Le nouvel Ange, en partie affranchi de son passé après la publication de La Voiture à Eau, nous revient en cette année 2001 avec un projet qui tenait depuis longtemps à cœur à Christian Décamps, et que la première version du groupe ne lui avait pas permis de mettre en œuvre, en raison de son audace et de son extravagance : un album qui ne parle que de sexe et de ses plaisirs ! Du sexe oui, mais passé à la moulinette des mots de Christian ! Et quitte à pousser l'audace encore plus loin, Ange accueille pour la première fois en son sein … une femme, Caroline Crozat venant poser ses chœurs et sa théâtralité parmi le père et ses fils.
Avec Culinaire Lingus, sobrement sous-titré Les XIII Plaisirs capitaux (tout un programme, d'autant que l'album ne comporte que 12 plages !), Ange entre de plein-pied dans le 21è siècle, et pose les bases de son nouveau style : du rock baroque, introduisant de nombreux effets synthétiques tant sur les instruments que sur les voix, des harmonies qui "frottent", le tout symbolisé par Jusqu'où iront-ils, titre hallucinant produit par Steven Wilson et qui ouvre les hostilités de manière percutante. Nous sommes ici bien loin d'Emile Jacotey et des influences folk/médiévales des débuts du groupe ! Ce qui ne change pas en revanche, ce sont les illustrations de Phil Umbdenstock qui ornent la couverture et parsèment le livret ; un véritable régal !
Mais la tendance lourde de quelques titres n'empêche pas le groupe de nous délivrer une poignée de titres plus délicats, où la poésie passe tour à tour des mots aux instruments (Cueillir les Fruits du Sérail ou encore le subtil Adrénaline et son violon).
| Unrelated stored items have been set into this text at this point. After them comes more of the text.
//! Small helpers shared by configuration and the HTTP middleware stack.

use {
    http::{HeaderValue, Request},
    regex::{Captures, Regex},
    serde::Deserialize,
    std::{env, sync::LazyLock},
    tower_http::request_id::{MakeRequestId, RequestId},
    uuid::{ContextV7, Timestamp, Uuid},
    zeroize::{Zeroize, ZeroizeOnDrop},
};

/// `{{ VAR_NAME }}` with optional inner whitespace. Names follow the usual
/// upper-case environment variable convention.
static ENV_PLACEHOLDER: LazyLock<Regex> = LazyLock::new(|| {
    Regex::new(r"\{\{\s*([A-Z0-9_]+)\s*\}\}").expect("placeholder pattern is a valid regex")
});

/// A secret value that prints as `Sensitive(****)` and is zeroed on drop.
///
/// ```
/// use axum_controllers::Sensitive;
///
/// let secret = Sensitive::from("jwt-signing-key");
/// assert_eq!(format!("{secret:?}"), "Sensitive(****)");
/// assert_eq!(secret.expose(), "jwt-signing-key");
/// ```
#[derive(Clone, Deserialize, Default, Zeroize, ZeroizeOnDrop)]
pub struct Sensitive<T: Default + Zeroize>(pub T);

impl Sensitive<String> {
    pub fn from(s: &str) -> Self {
        Self(s.to_string())
    }

    pub fn expose(&self) -> &str {
        &self.0
    }

    pub fn is_empty(&self) -> bool {
        self.0.is_empty()
    }
}

impl<T: Default + Zeroize + PartialEq> PartialEq for Sensitive<T> {
    fn eq(&self, other: &Self) -> bool {
        self.0 == other.0
    }
}

impl<T: Default + Zeroize> std::fmt::Debug for Sensitive<T> {
    fn fmt(&self, f: &mut std::fmt::Formatter<'_>) -> std::fmt::Result {
        write!(f, "Sensitive(****)")
    }
}

/// Keeps an incoming `x-request-id`, or mints a UUIDv7 one.
#[derive(Debug, Clone, Copy)]
pub struct RequestIdGenerator;

impl MakeRequestId for RequestIdGenerator {
    fn make_request_id<B>(&mut self, req: &Request<B>) -> Option<RequestId> {
        if let Some(existing) = req.headers().get("x-request-id") {
            return Some(RequestId::new(existing.clone()));
        }
        let uuid = Uuid::new_v7(Timestamp::now(ContextV7::new().with_additional_precision()));
        HeaderValue::from_str(&uuid.to_string())
            .ok()
            .map(RequestId::new)
    }
}

/// Substitutes `{{ VAR }}` placeholders with environment variables.
///
/// Unset variables become empty strings and are reported with a warning.
///
/// ```
/// use axum_controllers::replace_handlebars_with_env;
///
/// assert_eq!(replace_handlebars_with_env("port = {{ SURELY_UNSET_VAR }}"), "port = ");
/// ```
pub fn replace_handlebars_with_env(input: &str) -> String {
    ENV_PLACEHOLDER
        .replace_all(input, |caps: &Captures| {
            let name = &caps[1];
            env::var(name).unwrap_or_else(|_| {
                tracing::warn!(variable = %name, "Environment variable not set, using empty string");
                String::new()
            })
        })
        .into_owned()
}

#[cfg(test)]
mod tests {
    use super::*;
    use proptest::prelude::*;

    #[test]
    fn test_sensitive_hides_value() {
        let secret = Sensitive::from("hunter2");
        assert_eq!(format!("{secret:?}"), "Sensitive(****)");
        assert_eq!(secret.expose(), "hunter2");
        assert!(!secret.is_empty());
        assert!(Sensitive::<String>::default().is_empty());
    }

    #[test]
    fn test_sensitive_deserializes_transparently() {
        #[derive(Deserialize)]
        struct Secrets {
            key: Sensitive<String>,
        }
        let parsed: Secrets = toml::from_str(r#"key = "abc""#).unwrap();
        assert_eq!(parsed.key, Sensitive::from("abc"));
    }

    #[test]
    fn test_request_id_is_preserved() {
        let req = Request::builder()
            .header("x-request-id", "given-id")
            .body(())
            .unwrap();
        let id = RequestIdGenerator.make_request_id(&req).unwrap();
        assert_eq!(id.header_value(), "given-id");
    }

    #[test]
    fn test_request_id_is_generated_as_uuid_v7() {
        let req = Request::builder().body(()).unwrap();
        let id = RequestIdGenerator.make_request_id(&req).unwrap();
        let uuid = Uuid::parse_str(id.header_value().to_str().unwrap()).unwrap();
        assert_eq!(uuid.get_version_num(), 7);
    }

    #[test]
    fn test_replace_handlebars_whitespace_variants() {
        unsafe {
            env::set_var("AXC_SPACED_VAR", "v");
        }
        let output = replace_handlebars_with_env("{{AXC_SPACED_VAR}} {{ AXC_SPACED_VAR }} {{  AXC_SPACED_VAR  }}");
        assert_eq!(output, "v v v");
        unsafe {
            env::remove_var("AXC_SPACED_VAR");
        }
    }

    #[test]
    fn test_replace_handlebars_ignores_lowercase_names() {
        assert_eq!(replace_handlebars_with_env("{{ lower }}"), "{{ lower }}");
    }

    proptest! {
        /// Text without braces passes through untouched
        #[test]
        fn handlebars_plain_text_unchanged(s in "[^{}]*") {
            prop_assert_eq!(replace_handlebars_with_env(&s), s);
        }

        /// A set variable is substituted wherever it appears
        #[test]
        fn handlebars_set_variable_substituted(
            suffix in "[A-Z0-9_]{1,8}",
            value in "[a-z0-9]{1,12}",
            before in "[^{}]{0,8}",
            after in "[^{}]{0,8}"
        ) {
            let name = format!("AXC_PROPTEST_{suffix}");
            unsafe { env::set_var(&name, &value); }

            let input = format!("{before}{{{{ {name} }}}}{after}");
            let result = replace_handlebars_with_env(&input);

            unsafe { env::remove_var(&name); }
            prop_assert_eq!(result, format!("{before}{value}{after}"));
        }
    }
}
use {
    super::RequestContext,
    futures_util::{FutureExt, future::BoxFuture},
    std::{fmt, future::Future, sync::Arc},
};

type GuardFn = dyn Fn(RequestContext) -> BoxFuture<'static, bool> + Send + Sync;

/// Decides whether a request may reach its handler.
///
/// Guards run in declaration order before any parameter is extracted. The
/// first guard that returns `false` ends the request with a 403, unless the
/// guard already sent a response of its own.
#[derive(Clone)]
pub struct Guard(Arc<GuardFn>);

impl Guard {
    /// Creates a guard from an async closure.
    pub fn new<F, Fut>(f: F) -> Self
    where
        F: Fn(RequestContext) -> Fut + Send + Sync + 'static,
        Fut: Future<Output = bool> + Send + 'static,
    {
        Self(Arc::new(move |ctx| f(ctx).boxed()))
    }

    /// Creates a guard from a plain predicate.
    ///
    /// ```
    /// use axum_controllers::Guard;
    ///
    /// let has_token = Guard::sync(|ctx| ctx.request().header("authorization").is_some());
    /// ```
    pub fn sync<F>(f: F) -> Self
    where
        F: Fn(&RequestContext) -> bool + Send + Sync + 'static,
    {
        Self(Arc::new(move |ctx| {
            let allowed = f(&ctx);
            futures_util::future::ready(allowed).boxed()
        }))
    }

    pub async fn can_activate(&self, ctx: RequestContext) -> bool {
        (self.0)(ctx).await
    }
}

impl fmt::Debug for Guard {
    fn fmt(&self, f: &mut fmt::Formatter<'_>) -> fmt::Result {
        f.write_str("Guard")
    }
}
Aux côtés des Odeurs de Cousine, clin d'œil très appuyé à l'ami Thierry Busson et à la revue RockStyle dans laquelle Christian tenait chronique, et autres Culinaire Lingus aux textes évidemment subtils (!), Gargantua se pose en fresque angélique classique façon Troisième Etoile à Gauche, qui prouve si besoin était que l'on peut écrire des pièces progressives en quelques 5 minutes, et que Ange est un groupe de rock progressif !
Mais, après toute cette mise en bouche (il faut bien rester dans la tendance de l'album), voilà que le meilleur arrive : c'est tout d'abord On Sexe, pièce totalement dantesque qui parle de … vous l'aurez compris, et dans laquelle les flux et reflux tant vocaux qu'instrumentaux des différents musiciens submergent l'auditeur et l'entraînent dans une vague de plaisir sans fin. Enfin, le longuet mais finalement magnifique Cadavre Exquis vient clôturer les hostilités, avant qu'Ange, ou plutôt les huit amis guitaristes d'Ange réunis en une brochette magnifique, ne viennent nous offrir une petite sucrerie de fin d'album, sous la forme d'un cadavre exquis musical où chaque guitariste, accompagné par le groupe, joue une partie de cette dernière plage, donnant libre cours à son inspiration. Délicat, subtil, et passionnant. Merci !
D'un accès quelque peu compliqué, en raison notamment de la forte inclinaison de style vers ce que le groupe Ange est devenu aujourd'hui, Culinaire Lingus est un album qui s'apprécie sur la durée, et qui finit par délivrer toute sa saveur au gré de multiples écoutes. Commencez par les mots, poursuivez par la musique, et laissez-vous emporter par la vague de ce voyage aux limites du plaisir sensoriel.